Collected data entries
---*---

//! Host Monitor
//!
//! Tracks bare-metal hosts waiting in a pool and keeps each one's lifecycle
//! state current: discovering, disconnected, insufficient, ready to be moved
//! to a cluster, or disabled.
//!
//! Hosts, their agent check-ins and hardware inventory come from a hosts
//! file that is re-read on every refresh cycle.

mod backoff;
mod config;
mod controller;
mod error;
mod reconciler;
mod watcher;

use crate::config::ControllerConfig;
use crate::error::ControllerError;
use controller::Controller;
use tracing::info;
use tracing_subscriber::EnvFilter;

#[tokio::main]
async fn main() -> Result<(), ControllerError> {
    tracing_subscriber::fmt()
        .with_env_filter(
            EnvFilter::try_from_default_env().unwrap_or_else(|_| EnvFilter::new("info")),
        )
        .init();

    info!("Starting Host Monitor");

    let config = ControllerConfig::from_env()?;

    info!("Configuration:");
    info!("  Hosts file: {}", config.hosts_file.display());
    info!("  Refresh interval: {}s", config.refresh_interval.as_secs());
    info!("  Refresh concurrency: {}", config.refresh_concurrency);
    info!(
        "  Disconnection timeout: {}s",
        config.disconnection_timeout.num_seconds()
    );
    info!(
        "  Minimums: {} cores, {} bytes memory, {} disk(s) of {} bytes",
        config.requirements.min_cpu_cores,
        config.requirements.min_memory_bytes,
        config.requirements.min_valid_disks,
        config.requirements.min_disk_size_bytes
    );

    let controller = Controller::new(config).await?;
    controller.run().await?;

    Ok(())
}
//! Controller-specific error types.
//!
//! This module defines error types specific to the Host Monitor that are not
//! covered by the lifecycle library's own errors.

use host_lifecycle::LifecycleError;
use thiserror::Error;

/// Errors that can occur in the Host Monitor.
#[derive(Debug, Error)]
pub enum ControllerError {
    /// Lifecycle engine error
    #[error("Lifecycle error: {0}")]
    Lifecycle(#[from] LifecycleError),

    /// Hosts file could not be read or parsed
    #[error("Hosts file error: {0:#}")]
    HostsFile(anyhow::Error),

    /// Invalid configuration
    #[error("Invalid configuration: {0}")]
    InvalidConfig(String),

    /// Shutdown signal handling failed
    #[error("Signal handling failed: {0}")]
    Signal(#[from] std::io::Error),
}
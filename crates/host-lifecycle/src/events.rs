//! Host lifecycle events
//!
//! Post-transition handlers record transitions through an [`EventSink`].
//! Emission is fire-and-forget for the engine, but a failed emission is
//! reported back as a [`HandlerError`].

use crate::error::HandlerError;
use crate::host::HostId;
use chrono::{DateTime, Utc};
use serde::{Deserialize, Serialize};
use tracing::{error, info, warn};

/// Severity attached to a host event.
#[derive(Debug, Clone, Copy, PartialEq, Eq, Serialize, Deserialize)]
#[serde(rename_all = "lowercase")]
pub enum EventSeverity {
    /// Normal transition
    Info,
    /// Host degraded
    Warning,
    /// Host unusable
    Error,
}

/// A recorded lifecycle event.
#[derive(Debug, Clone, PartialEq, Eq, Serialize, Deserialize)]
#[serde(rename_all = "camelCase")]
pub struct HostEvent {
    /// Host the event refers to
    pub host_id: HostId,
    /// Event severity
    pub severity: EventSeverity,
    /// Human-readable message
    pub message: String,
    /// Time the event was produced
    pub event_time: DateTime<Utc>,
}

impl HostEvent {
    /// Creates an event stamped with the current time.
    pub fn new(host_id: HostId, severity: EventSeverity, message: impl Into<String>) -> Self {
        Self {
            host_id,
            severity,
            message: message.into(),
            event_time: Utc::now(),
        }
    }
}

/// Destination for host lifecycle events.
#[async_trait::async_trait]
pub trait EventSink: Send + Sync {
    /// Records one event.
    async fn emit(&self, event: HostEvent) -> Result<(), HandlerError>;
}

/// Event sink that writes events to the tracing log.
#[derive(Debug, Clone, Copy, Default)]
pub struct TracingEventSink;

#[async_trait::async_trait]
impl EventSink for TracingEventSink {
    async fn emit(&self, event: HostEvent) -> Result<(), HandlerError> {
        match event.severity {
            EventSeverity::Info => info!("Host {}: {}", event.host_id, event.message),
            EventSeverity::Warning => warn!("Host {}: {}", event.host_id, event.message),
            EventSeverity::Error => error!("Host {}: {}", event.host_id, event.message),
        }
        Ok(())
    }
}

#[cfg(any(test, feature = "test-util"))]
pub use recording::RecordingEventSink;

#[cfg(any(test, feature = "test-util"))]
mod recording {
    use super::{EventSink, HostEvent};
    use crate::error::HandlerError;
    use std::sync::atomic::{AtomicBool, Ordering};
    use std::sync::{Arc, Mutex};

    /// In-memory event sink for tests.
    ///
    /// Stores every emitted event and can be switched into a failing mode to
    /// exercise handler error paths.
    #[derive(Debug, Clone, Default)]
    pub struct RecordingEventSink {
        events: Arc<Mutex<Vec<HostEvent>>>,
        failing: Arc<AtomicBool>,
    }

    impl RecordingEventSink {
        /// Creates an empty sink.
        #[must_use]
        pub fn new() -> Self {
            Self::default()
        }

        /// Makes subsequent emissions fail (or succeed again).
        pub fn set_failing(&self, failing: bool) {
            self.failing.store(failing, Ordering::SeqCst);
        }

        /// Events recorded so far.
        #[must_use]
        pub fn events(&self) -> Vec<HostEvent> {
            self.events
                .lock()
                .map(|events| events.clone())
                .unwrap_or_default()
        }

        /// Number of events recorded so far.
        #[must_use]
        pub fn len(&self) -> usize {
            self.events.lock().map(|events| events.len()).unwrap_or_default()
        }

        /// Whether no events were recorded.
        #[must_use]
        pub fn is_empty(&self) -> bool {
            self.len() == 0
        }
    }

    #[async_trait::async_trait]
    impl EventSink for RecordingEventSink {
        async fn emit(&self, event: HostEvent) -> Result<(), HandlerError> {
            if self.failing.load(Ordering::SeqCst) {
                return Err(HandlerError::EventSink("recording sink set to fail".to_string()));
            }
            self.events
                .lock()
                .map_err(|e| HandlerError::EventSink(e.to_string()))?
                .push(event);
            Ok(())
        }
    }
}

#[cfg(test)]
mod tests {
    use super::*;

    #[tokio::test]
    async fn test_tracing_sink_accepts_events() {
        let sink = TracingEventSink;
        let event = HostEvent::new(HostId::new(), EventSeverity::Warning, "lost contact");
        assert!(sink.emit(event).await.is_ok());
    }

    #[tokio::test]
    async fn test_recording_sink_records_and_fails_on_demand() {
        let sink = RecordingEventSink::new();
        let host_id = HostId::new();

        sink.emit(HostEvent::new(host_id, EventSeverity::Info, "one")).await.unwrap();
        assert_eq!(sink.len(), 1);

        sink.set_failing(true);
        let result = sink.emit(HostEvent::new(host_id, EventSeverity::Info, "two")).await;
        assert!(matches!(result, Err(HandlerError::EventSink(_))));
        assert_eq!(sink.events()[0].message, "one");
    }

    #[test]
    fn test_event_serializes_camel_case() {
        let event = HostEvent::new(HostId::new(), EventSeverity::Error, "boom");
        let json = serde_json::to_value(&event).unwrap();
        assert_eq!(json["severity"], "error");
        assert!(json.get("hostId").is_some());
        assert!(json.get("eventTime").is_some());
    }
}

---*---

> ABOUT THIS EXERCISE
Give only the count of lines in the data that include the string "Deserialize".

> EXERCISE OUTPUT
3